** Given data follows **

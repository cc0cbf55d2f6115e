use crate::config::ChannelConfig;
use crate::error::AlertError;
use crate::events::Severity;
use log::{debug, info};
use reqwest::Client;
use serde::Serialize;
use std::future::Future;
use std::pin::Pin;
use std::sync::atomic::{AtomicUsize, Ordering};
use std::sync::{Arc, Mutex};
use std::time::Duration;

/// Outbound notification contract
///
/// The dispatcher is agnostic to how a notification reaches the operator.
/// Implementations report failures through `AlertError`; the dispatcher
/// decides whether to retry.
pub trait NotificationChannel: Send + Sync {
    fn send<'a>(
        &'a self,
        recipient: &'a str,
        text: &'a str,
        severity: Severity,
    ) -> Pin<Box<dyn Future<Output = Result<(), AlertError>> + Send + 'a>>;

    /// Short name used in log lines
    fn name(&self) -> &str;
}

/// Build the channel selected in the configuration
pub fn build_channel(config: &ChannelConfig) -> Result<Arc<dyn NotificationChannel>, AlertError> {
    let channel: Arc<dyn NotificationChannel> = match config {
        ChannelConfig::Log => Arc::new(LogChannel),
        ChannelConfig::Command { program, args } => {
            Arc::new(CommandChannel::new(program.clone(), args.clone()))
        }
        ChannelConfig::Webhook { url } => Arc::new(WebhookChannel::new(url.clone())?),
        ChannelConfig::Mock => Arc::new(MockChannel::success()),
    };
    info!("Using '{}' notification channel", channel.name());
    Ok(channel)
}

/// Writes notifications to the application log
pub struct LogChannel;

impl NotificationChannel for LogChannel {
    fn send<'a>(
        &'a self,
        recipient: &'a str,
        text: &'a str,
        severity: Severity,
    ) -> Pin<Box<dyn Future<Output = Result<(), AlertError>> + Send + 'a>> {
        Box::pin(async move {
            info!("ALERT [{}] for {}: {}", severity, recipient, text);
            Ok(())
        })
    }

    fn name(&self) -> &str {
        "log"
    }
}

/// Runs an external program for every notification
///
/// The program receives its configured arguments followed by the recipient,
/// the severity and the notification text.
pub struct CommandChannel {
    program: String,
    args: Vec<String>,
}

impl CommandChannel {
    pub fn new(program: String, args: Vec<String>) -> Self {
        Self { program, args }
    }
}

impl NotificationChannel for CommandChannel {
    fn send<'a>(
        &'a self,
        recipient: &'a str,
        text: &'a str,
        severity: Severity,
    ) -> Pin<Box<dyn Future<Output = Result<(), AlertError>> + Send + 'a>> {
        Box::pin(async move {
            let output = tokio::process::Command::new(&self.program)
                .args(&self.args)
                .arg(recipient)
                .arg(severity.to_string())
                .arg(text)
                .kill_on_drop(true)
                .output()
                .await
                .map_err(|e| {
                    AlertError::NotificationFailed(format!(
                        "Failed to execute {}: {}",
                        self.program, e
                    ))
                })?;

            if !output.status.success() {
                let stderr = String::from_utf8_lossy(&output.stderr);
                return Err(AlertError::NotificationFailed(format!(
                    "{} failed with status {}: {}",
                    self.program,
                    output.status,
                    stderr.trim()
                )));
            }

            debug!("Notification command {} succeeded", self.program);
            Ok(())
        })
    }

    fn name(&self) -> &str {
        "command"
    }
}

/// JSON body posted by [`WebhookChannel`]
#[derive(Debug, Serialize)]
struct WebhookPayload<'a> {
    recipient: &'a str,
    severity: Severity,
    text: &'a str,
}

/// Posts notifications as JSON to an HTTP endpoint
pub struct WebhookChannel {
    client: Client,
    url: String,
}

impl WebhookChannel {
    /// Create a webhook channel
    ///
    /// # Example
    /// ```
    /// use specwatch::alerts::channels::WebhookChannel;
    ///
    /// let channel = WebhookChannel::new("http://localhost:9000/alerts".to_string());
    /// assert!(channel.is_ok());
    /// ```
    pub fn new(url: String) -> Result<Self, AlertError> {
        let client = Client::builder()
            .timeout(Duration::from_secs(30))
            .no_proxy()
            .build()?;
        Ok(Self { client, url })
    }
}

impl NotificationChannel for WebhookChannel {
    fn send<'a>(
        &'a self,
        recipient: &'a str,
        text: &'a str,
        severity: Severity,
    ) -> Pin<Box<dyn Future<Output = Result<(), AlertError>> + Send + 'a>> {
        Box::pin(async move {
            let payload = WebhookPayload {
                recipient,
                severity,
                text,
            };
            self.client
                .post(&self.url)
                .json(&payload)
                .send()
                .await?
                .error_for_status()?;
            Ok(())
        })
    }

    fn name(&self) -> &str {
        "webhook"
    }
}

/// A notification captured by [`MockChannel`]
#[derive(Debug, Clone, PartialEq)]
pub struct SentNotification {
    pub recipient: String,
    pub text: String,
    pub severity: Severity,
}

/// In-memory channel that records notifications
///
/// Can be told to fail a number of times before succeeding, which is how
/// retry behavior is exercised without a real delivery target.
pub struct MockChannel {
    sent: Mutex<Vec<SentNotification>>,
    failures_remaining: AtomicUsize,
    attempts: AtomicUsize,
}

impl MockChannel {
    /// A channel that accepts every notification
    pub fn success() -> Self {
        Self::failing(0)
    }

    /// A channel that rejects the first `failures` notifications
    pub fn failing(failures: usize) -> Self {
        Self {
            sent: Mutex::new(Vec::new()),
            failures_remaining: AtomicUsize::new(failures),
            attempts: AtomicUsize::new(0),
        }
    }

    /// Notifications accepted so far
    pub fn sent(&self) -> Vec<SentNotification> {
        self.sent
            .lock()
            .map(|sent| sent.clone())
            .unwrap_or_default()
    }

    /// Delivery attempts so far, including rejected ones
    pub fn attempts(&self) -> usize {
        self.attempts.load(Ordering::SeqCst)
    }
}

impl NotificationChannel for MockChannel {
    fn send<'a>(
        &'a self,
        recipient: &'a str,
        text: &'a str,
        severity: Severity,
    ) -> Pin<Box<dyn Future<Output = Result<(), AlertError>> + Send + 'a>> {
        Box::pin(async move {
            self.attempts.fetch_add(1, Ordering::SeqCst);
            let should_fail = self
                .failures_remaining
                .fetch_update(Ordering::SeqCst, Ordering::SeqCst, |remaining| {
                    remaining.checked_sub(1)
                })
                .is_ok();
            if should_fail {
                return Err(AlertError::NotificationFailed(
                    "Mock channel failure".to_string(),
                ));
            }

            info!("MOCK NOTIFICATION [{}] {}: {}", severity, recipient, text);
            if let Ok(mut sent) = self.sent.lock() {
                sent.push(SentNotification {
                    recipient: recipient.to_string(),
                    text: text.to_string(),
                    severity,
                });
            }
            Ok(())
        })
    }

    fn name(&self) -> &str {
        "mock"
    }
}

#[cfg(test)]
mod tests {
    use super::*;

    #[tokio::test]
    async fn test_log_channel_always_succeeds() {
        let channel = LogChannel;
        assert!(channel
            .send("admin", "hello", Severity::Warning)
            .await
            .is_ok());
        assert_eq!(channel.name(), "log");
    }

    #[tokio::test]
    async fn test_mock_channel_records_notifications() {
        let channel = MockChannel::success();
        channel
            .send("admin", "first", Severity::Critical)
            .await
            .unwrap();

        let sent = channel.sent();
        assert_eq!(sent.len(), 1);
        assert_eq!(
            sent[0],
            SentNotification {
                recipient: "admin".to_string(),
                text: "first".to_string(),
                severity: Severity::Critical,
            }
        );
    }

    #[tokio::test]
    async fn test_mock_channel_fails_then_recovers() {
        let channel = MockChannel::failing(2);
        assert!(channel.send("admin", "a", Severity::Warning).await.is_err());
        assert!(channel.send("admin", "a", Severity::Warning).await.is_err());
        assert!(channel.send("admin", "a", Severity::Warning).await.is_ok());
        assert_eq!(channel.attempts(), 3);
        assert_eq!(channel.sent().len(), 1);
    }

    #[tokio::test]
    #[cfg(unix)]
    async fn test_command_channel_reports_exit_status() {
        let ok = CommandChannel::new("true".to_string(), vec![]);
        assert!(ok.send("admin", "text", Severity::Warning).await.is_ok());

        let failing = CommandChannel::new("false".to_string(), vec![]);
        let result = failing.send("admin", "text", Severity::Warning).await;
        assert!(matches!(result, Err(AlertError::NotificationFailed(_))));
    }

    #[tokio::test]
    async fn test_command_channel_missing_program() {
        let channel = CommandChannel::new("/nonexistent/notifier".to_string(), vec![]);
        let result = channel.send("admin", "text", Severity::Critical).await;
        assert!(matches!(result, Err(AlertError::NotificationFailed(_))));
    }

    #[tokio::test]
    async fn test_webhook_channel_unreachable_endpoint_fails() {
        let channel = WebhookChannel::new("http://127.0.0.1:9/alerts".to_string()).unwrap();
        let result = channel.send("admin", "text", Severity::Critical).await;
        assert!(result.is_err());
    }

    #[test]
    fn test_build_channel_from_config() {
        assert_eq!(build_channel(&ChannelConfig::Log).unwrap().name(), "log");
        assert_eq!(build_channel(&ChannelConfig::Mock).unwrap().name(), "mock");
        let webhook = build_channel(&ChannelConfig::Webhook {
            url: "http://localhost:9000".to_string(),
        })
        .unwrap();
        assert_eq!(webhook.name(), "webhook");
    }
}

** End of Given data **
** Given data follows **

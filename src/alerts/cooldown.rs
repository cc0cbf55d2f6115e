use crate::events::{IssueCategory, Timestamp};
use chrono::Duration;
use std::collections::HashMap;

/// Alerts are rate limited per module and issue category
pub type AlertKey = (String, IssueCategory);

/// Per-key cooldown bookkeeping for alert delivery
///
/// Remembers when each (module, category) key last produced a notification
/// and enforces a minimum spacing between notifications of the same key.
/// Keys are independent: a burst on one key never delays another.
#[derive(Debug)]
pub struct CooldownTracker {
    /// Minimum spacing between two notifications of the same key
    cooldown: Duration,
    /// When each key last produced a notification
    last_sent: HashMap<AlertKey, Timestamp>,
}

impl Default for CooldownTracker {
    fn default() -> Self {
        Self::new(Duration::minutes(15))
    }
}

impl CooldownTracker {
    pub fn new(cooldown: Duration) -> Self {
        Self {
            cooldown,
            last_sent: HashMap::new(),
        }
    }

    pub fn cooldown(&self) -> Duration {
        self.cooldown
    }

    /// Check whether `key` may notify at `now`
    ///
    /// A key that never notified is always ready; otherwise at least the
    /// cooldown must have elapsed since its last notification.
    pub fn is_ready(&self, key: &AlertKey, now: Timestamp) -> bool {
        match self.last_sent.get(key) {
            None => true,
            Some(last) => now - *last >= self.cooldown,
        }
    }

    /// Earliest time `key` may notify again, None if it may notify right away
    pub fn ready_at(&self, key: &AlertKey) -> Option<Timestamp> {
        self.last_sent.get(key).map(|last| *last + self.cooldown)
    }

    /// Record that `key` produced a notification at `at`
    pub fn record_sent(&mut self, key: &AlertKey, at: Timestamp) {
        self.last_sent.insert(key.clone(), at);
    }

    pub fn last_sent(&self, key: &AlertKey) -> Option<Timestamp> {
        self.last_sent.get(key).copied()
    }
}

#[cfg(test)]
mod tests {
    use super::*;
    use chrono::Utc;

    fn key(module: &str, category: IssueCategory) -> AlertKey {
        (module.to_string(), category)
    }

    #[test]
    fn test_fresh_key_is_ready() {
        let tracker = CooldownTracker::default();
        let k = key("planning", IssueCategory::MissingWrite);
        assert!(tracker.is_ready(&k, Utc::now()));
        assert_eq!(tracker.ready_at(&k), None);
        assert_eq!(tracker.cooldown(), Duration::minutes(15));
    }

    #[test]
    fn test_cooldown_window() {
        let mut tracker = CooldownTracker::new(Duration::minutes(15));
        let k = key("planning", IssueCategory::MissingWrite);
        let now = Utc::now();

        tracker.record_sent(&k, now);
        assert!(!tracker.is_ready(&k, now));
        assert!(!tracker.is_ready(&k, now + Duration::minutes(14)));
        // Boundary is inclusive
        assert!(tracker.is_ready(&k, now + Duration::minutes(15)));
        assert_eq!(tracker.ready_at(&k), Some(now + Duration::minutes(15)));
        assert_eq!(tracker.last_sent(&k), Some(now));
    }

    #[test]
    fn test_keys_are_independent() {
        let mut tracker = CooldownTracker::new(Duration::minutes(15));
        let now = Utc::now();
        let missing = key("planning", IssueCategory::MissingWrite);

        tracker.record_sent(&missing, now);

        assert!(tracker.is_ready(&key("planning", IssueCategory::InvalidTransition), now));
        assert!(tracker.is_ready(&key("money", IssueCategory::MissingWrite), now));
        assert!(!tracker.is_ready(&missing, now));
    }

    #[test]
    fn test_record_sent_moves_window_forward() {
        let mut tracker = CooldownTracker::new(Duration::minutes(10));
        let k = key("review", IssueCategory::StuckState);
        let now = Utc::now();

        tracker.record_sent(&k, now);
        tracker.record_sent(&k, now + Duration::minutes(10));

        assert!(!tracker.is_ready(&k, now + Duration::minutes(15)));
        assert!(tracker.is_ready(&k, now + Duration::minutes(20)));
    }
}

** End of Given data **

▶ **About this exercise**
Could you copy out every line in the material above that contains the string "AlertKey"?

▶ **Result of this exercise**
pub type AlertKey = (String, IssueCategory);
    last_sent: HashMap<AlertKey, Timestamp>,
    pub fn is_ready(&self, key: &AlertKey, now: Timestamp) -> bool {
    pub fn ready_at(&self, key: &AlertKey) -> Option<Timestamp> {
    pub fn record_sent(&mut self, key: &AlertKey, at: Timestamp) {
    pub fn last_sent(&self, key: &AlertKey) -> Option<Timestamp> {
    fn key(module: &str, category: IssueCategory) -> AlertKey {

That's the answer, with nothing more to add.